Deaths from mesothelioma, the cancer of the lungs linked exclusively to asbestos fibre exposure, are set to reach 3,000 a year in this country by the year 2020.
Nearly all of these deaths are likely to be the result of the victims' exposure to asbestos fibres when asbestos was widely used in the construction and other industries from the 1960s until its effective ban in the 1970s.
But Kenneth Donaldson, reader in biological sciences at Napier University, warns that the risk posed by loose fibres released by a range of materials remains high. Asbestos dust is still a potential hazard to workmen in many older buildings, while new industrial materials, such as those made from glass and ceramic fibres, release dust whose potential harm has never been evaluated.
"It's an occupational problem - it's not a hazard to people in their home. If you just unroll the stuff to insulate your loft, it may irritate your skin and eyes, but that's all," Dr Donaldson stresses.

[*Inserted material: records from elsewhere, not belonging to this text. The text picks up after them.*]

use fieldsync_core::db::CorruptEntry;
use fieldsync_core::models::{OptimisticUpdate, Payload, QueueAction, QueueItem};
use fieldsync_core::services::QueueSummary;
use fieldsync_core::tracker::ApplyRequest;
use fieldsync_core::SyncRuntime;
use serde::Serialize;
use serde_json::{json, Value};

use crate::cli::QueueAddArgs;
use crate::commands::common::{
    format_relative_time, now_millis, parse_json, print_json, read_piped_stdin,
};
use crate::error::CliError;

#[derive(Debug, Serialize)]
pub struct QueuedMutation {
    pub update: OptimisticUpdate,
    pub item: Option<QueueItem>,
}

#[derive(Debug, Serialize)]
#[serde(tag = "kind", rename_all = "snake_case")]
pub enum QueueRow {
    Item(QueueItem),
    Corrupt(CorruptEntry),
}

#[derive(Debug, Serialize)]
pub struct QueueListing {
    pub summary: QueueSummary,
    pub entries: Vec<QueueRow>,
}

pub async fn run_queue_add(
    args: QueueAddArgs,
    as_json: bool,
    runtime: &SyncRuntime,
) -> Result<(), CliError> {
    let action = QueueAction::from(args.action);
    let raw = match args.data {
        Some(data) => Some(data),
        None => read_piped_stdin()?,
    };
    let data = resolve_entity_data(action, raw.as_deref())?;
    let payload = Payload::from_json(args.entity_type.into(), data).map_err(|error| {
        CliError::InvalidJson {
            field: "data",
            reason: error.to_string(),
        }
    })?;

    let tracker = runtime.tracker();
    let update_id = tracker
        .apply(ApplyRequest {
            entity_id: args.entity_id,
            operation: action,
            payload,
            priority: args.priority.into(),
            previous_state: None,
        })
        .await?;
    let update = tracker.get(&update_id).await?;
    let item = runtime.queue().get(&update.queue_item_id).await?;

    if as_json {
        return print_json(&QueuedMutation { update, item });
    }

    println!(
        "Queued {} of {} {} (update {})",
        update.operation, update.entity_type, update.entity_id, update.id
    );
    if let Some(item) = item {
        println!("Priority {}: {}", item.priority_score, item.priority_reason);
    }
    Ok(())
}

/// Deletes may omit their data; every other mutation needs a JSON body.
pub fn resolve_entity_data(action: QueueAction, raw: Option<&str>) -> Result<Value, CliError> {
    match raw {
        Some(raw) => parse_json("data", raw),
        None if action == QueueAction::Delete => Ok(json!({})),
        None => Err(CliError::MissingData),
    }
}

pub async fn run_queue_list(
    limit: usize,
    as_json: bool,
    runtime: &SyncRuntime,
) -> Result<(), CliError> {
    let queue = runtime.queue();
    let summary = queue.summary().await?;
    let entries = queue
        .list_all()
        .await?
        .into_iter()
        .take(limit)
        .map(|entry| entry.map_or_else(QueueRow::Corrupt, QueueRow::Item))
        .collect::<Vec<_>>();

    if as_json {
        return print_json(&QueueListing { summary, entries });
    }

    for line in format_queue_lines(&summary, &entries, now_millis()) {
        println!("{line}");
    }
    Ok(())
}

pub fn format_queue_lines(summary: &QueueSummary, entries: &[QueueRow], now_ms: i64) -> Vec<String> {
    let mut lines = vec![format!(
        "{} pending, {} syncing, {} conflicted, {} failed, {} corrupt",
        summary.pending, summary.syncing, summary.conflicted, summary.failed, summary.corrupt
    )];
    if entries.is_empty() {
        lines.push("Queue is empty.".to_string());
        return lines;
    }

    lines.extend(entries.iter().map(|entry| match entry {
        QueueRow::Item(item) => {
            let mut line = format!(
                "{:>3} {:<6} {:<10} {:<6} {}/{}  {}  {}",
                item.priority_score,
                item.priority.as_str(),
                item.status.as_str(),
                item.action.as_str(),
                item.payload.entity_type(),
                item.entity_id,
                item.id,
                format_relative_time(item.created_at, now_ms),
            );
            if item.retry_count > 0 {
                line.push_str(&format!("  retries={}", item.retry_count));
            }
            if let Some(error) = &item.last_error {
                line.push_str(&format!("  last error: {error}"));
            }
            line
        }
        QueueRow::Corrupt(entry) => format!("CORRUPT {}: {}", entry.id, entry.reason),
    }));
    lines
}

pub async fn run_queue_rescore(as_json: bool, runtime: &SyncRuntime) -> Result<(), CliError> {
    let rescored = runtime.queue().recalculate_scores().await?;
    if as_json {
        return print_json(&rescored);
    }

    println!("Rescored {} pending mutation(s)", rescored.len());
    Ok(())
}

"But it may be significant if you're working with this type of material every day for 30 or 40 years. What we don't really know is whether these new fibres are worse, the same or less toxic than asbestos."
Dr Donaldson has won three-year funding of Pounds 130,000 from the Health and Safety Executive to develop new tests specifically for fibres, using the latest advances in molecular biology.
Dr Donaldson's team will grow lung cells under conditions that mimic the human body, and then expose these to different fibre types to look for early signs of cancer.
Before the availability of immortalised human cells, research could make only broad determinations of whether fibres could kill cells, Dr Donaldson says.
"Now we're looking for more subtle changes. It's known that asbestos is highly carcinogenic, but we want to find out why, and whether other fibres have the same properties."